Below are records; copy every line among them that contains the word "week".

** RECORDS TO USE follows **

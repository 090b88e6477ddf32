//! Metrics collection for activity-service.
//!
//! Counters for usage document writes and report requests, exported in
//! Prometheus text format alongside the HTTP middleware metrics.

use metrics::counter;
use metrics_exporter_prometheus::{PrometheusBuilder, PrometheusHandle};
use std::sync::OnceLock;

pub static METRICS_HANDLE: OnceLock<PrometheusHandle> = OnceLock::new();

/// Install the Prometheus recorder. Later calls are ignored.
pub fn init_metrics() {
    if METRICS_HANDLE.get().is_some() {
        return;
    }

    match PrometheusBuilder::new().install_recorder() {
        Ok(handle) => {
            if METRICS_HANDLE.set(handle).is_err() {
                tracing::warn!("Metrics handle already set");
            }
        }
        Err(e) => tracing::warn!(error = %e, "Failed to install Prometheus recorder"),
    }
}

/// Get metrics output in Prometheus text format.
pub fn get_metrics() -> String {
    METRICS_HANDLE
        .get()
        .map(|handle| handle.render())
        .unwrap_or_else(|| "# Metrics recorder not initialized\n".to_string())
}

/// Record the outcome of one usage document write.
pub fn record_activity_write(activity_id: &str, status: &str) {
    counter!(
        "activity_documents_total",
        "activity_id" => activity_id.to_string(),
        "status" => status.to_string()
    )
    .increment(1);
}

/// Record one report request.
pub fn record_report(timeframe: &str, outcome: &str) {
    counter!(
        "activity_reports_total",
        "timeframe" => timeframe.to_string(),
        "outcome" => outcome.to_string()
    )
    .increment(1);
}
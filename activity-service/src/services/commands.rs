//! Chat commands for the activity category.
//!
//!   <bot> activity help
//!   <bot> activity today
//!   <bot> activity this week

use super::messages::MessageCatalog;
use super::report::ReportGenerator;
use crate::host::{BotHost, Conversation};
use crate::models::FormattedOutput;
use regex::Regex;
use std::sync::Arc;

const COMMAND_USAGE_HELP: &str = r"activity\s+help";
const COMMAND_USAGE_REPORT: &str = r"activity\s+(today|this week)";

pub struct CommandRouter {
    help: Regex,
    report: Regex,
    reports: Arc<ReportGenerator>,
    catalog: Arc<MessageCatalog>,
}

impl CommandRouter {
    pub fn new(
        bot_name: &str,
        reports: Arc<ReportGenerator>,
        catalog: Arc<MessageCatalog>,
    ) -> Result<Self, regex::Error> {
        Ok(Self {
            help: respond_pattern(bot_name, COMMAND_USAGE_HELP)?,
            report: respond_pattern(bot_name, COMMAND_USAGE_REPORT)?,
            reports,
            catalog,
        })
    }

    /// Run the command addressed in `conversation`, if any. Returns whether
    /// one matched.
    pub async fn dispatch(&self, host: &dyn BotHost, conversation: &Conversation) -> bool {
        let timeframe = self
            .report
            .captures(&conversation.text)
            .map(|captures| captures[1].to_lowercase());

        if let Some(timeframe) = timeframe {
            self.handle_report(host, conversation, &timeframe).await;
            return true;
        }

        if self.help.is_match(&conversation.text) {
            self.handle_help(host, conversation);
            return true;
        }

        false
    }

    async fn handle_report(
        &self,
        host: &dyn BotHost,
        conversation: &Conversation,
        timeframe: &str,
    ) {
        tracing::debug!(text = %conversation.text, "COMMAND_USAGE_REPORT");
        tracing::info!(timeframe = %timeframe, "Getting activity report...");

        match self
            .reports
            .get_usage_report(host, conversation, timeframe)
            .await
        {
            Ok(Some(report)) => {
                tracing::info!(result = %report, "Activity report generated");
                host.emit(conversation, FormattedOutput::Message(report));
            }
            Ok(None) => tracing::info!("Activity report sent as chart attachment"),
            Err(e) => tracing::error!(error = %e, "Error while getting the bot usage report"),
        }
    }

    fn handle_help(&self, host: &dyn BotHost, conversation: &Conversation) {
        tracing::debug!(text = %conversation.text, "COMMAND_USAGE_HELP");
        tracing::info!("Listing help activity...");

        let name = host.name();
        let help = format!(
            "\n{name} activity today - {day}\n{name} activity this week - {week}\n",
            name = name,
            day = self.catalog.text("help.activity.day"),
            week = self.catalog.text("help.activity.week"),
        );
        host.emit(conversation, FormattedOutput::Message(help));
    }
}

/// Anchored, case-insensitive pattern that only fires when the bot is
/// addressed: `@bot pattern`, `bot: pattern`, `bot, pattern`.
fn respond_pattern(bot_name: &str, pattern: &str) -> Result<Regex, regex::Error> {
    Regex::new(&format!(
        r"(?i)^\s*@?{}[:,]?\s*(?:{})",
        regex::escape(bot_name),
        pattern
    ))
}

** End of RECORDS TO USE **

SOLUTION FOR THIS TASK ▸
//!   <bot> activity this week
const COMMAND_USAGE_REPORT: &str = r"activity\s+(today|this week)";
            "\n{name} activity today - {day}\n{name} activity this week - {week}\n",
            week = self.catalog.text("help.activity.week"),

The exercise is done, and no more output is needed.